→ **INPUT MATERIAL**
//! Lifecycle planner: the ticket state machine.
//!
//! Each `plan_*` function checks the transition's precondition against the
//! caller-supplied records and, only if it holds, composes the batch that
//! implements the transition. A failed precondition never produces a batch.
//!
//! | Transition      | Precondition                          | Batch                               |
//! |-----------------|---------------------------------------|-------------------------------------|
//! | `mint`          | `issued < supply`                     | `mint_ticket(class)`                |
//! | `list`          | `Minted`, caller is holder            | `kiosk::place(escrow, cap, ticket)` |
//! | `buyAndApprove` | `Listed`, payment ≥ face price        | split, purchase, confirm, transfer  |
//! | `checkIn`       | `Owned`, `used == false`              | `check_in(ticket)`                  |

use chrono::{DateTime, Utc};
use serde::{Deserialize, Serialize};
use turnstile_compose::{
    Argument, Batch, Operation, PurchaseRequest, build_purchase_batch, compose,
    verify_purchase_shape,
};
use turnstile_types::constants::{FN_CHECK_IN, FN_CREATE_CLASS, FN_CREATE_EVENT, FN_MINT};
use turnstile_types::{
    Address, Event, ObjectId, ProtocolConfig, Result, Ticket, TicketClass, TicketState,
    Transition, TurnstileError,
};

/// A composed batch together with the transition it implements.
#[derive(Debug, Clone, PartialEq, Eq)]
pub struct TransitionPlan {
    pub transition: Transition,
    /// The existing asset acted on. `None` when the batch creates it.
    pub asset: Option<ObjectId>,
    pub batch: Batch,
}

/// Organizer input for a new event.
#[derive(Debug, Clone, PartialEq, Eq, Serialize, Deserialize)]
pub struct NewEvent {
    pub name: String,
    pub starts_at: DateTime<Utc>,
    pub ends_at: DateTime<Utc>,
    pub poster_ref: String,
}

/// An escrow and the capability that authorises placing into it.
#[derive(Debug, Clone, PartialEq, Eq, Serialize, Deserialize)]
pub struct EscrowHandle {
    pub escrow_id: ObjectId,
    pub cap_id: ObjectId,
}

fn plan(
    config: &ProtocolConfig,
    transition: Transition,
    asset: Option<&ObjectId>,
    operations: Vec<Operation>,
) -> Result<TransitionPlan> {
    let batch = compose(operations, config.gas_budget)?;
    Ok(TransitionPlan {
        transition,
        asset: asset.cloned(),
        batch,
    })
}

fn timestamp_ms(at: DateTime<Utc>) -> Result<u64> {
    u64::try_from(at.timestamp_millis()).map_err(|_| {
        TurnstileError::invalid_argument(format!("timestamp {at} precedes the Unix epoch"))
    })
}

fn require_state(ticket: &Ticket, transition: Transition) -> Result<()> {
    match transition.required_state() {
        Some(required) if ticket.state != required => Err(TurnstileError::IllegalTransition {
            transition,
            from: ticket.state,
        }),
        _ => Ok(()),
    }
}

/// # Errors
/// Returns [`TurnstileError::InvalidArgument`] for a blank name or an event
/// that does not end after it starts.
pub fn plan_create_event(config: &ProtocolConfig, event: &NewEvent) -> Result<TransitionPlan> {
    if event.name.trim().is_empty() {
        return Err(TurnstileError::invalid_argument("event name must not be empty"));
    }
    if event.ends_at <= event.starts_at {
        return Err(TurnstileError::invalid_argument(format!(
            "event must end after it starts ({} <= {})",
            event.ends_at, event.starts_at
        )));
    }
    let op = Operation::call(
        config.ticketing_target(FN_CREATE_EVENT),
        Vec::new(),
        vec![
            Argument::string(event.name.clone()),
            Argument::u64(timestamp_ms(event.starts_at)?),
            Argument::u64(timestamp_ms(event.ends_at)?),
            Argument::string(event.poster_ref.clone()),
        ],
        0,
    );
    plan(config, Transition::CreateEvent, None, vec![op])
}

/// # Errors
/// Returns [`TurnstileError::InvalidArgument`] for a zero supply.
pub fn plan_create_class(
    config: &ProtocolConfig,
    event: &Event,
    face_price: u64,
    supply: u64,
) -> Result<TransitionPlan> {
    if supply == 0 {
        return Err(TurnstileError::invalid_argument("ticket class supply must be > 0"));
    }
    let op = Operation::call(
        config.ticketing_target(FN_CREATE_CLASS),
        Vec::new(),
        vec![
            Argument::Object(event.id.clone()),
            Argument::u64(face_price),
            Argument::u64(supply),
        ],
        0,
    );
    plan(config, Transition::CreateClass, None, vec![op])
}

pub fn plan_create_escrow(config: &ProtocolConfig) -> Result<TransitionPlan> {
    let op = Operation::call(
        config.framework_target(&config.targets.create_escrow),
        Vec::new(),
        Vec::new(),
        0,
    );
    plan(config, Transition::CreateEscrow, None, vec![op])
}

/// # Errors
/// Returns [`TurnstileError::SupplyExhausted`] when every ticket of the
/// class has been issued.
pub fn plan_mint(config: &ProtocolConfig, class: &TicketClass) -> Result<TransitionPlan> {
    if !class.has_capacity() {
        return Err(TurnstileError::SupplyExhausted {
            class: class.id.clone(),
            supply: class.supply,
        });
    }
    let op = Operation::call(
        config.ticketing_target(FN_MINT),
        Vec::new(),
        vec![Argument::Object(class.id.clone())],
        0,
    );
    plan(config, Transition::Mint, None, vec![op])
}

/// # Errors
/// - [`TurnstileError::IllegalTransition`] unless the ticket is `Minted`
/// - [`TurnstileError::NotHolder`] if `caller` does not hold the ticket
pub fn plan_list(
    config: &ProtocolConfig,
    ticket: &Ticket,
    caller: &Address,
    escrow: &EscrowHandle,
) -> Result<TransitionPlan> {
    require_state(ticket, Transition::List)?;
    if &ticket.holder != caller {
        return Err(TurnstileError::NotHolder {
            caller: caller.clone(),
            holder: ticket.holder.clone(),
        });
    }
    let op = Operation::call(
        config.framework_target(&config.targets.place),
        vec![config.ticket_type()],
        vec![
            Argument::Object(escrow.escrow_id.clone()),
            Argument::Object(escrow.cap_id.clone()),
            Argument::Object(ticket.id.clone()),
        ],
        0,
    );
    plan(config, Transition::List, Some(&ticket.id), vec![op])
}

/// # Errors
/// - [`TurnstileError::IllegalTransition`] unless the ticket is `Listed`
/// - [`TurnstileError::InvalidArgument`] if `class` is not the ticket's class
/// - [`TurnstileError::InsufficientPayment`] if `payment` is below face price
/// - [`TurnstileError::InvalidArgument`] if the ticket has no recorded escrow
/// - [`TurnstileError::PolicyNotConfirmed`] if the composed batch fails shape verification
pub fn plan_buy_and_approve(
    config: &ProtocolConfig,
    ticket: &Ticket,
    class: &TicketClass,
    payment: u64,
    policy_id: &ObjectId,
    buyer: &Address,
) -> Result<TransitionPlan> {
    require_state(ticket, Transition::BuyAndApprove)?;
    if ticket.class_id != class.id {
        return Err(TurnstileError::invalid_argument(format!(
            "ticket {} belongs to class {}, not {}",
            ticket.id, ticket.class_id, class.id
        )));
    }
    if payment < class.face_price {
        return Err(TurnstileError::InsufficientPayment {
            needed: class.face_price,
            offered: payment,
        });
    }
    let Some(escrow_id) = ticket.escrow.clone() else {
        return Err(TurnstileError::invalid_argument(format!(
            "listed ticket {} has no escrow recorded",
            ticket.id
        )));
    };
    let batch = build_purchase_batch(
        config,
        PurchaseRequest {
            escrow_id,
            asset_id: ticket.id.clone(),
            price: payment,
            policy_id: policy_id.clone(),
            buyer: buyer.clone(),
        },
    )?;
    verify_purchase_shape(&batch, config)?;
    Ok(TransitionPlan {
        transition: Transition::BuyAndApprove,
        asset: Some(ticket.id.clone()),
        batch,
    })
}

/// # Errors
/// - [`TurnstileError::AlreadyCheckedIn`] if the ticket is already used
/// - [`TurnstileError::IllegalTransition`] unless the ticket is `Owned`
pub fn plan_check_in(config: &ProtocolConfig, ticket: &Ticket) -> Result<TransitionPlan> {
    if ticket.used || ticket.state == TicketState::CheckedIn {
        return Err(TurnstileError::AlreadyCheckedIn(ticket.id.clone()));
    }
    require_state(ticket, Transition::CheckIn)?;
    let op = Operation::call(
        config.ticketing_target(FN_CHECK_IN),
        Vec::new(),
        vec![Argument::Object(ticket.id.clone())],
        0,
    );
    plan(config, Transition::CheckIn, Some(&ticket.id), vec![op])
}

→ **TASK OBJECTIVE**
Reply with the lines from the first line of the entries through the line that contains "produces a batch.", repeated exactly with both ends kept, and with nothing else.

→ **OUTPUT BELOW**
//! Lifecycle planner: the ticket state machine.
//!
//! Each `plan_*` function checks the transition's precondition against the
//! caller-supplied records and, only if it holds, composes the batch that
//! implements the transition. A failed precondition never produces a batch.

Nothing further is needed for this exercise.